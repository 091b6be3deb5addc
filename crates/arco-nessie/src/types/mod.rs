//! Iceberg metadata, commit, and namespace types.

pub mod commit;
mod namespace;
mod table;

pub use commit::*;
pub use namespace::*;
pub use table::*;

THE TASK: Reproduce the entries above exactly, every line included.

FINISHED EXERCISE:
repository 091b6be3deb5addc
filename crates/arco-nessie/src/types/mod.rs
//! Iceberg metadata, commit, and namespace types.

pub mod commit;
mod namespace;
mod table;

pub use commit::*;
pub use namespace::*;
pub use table::*;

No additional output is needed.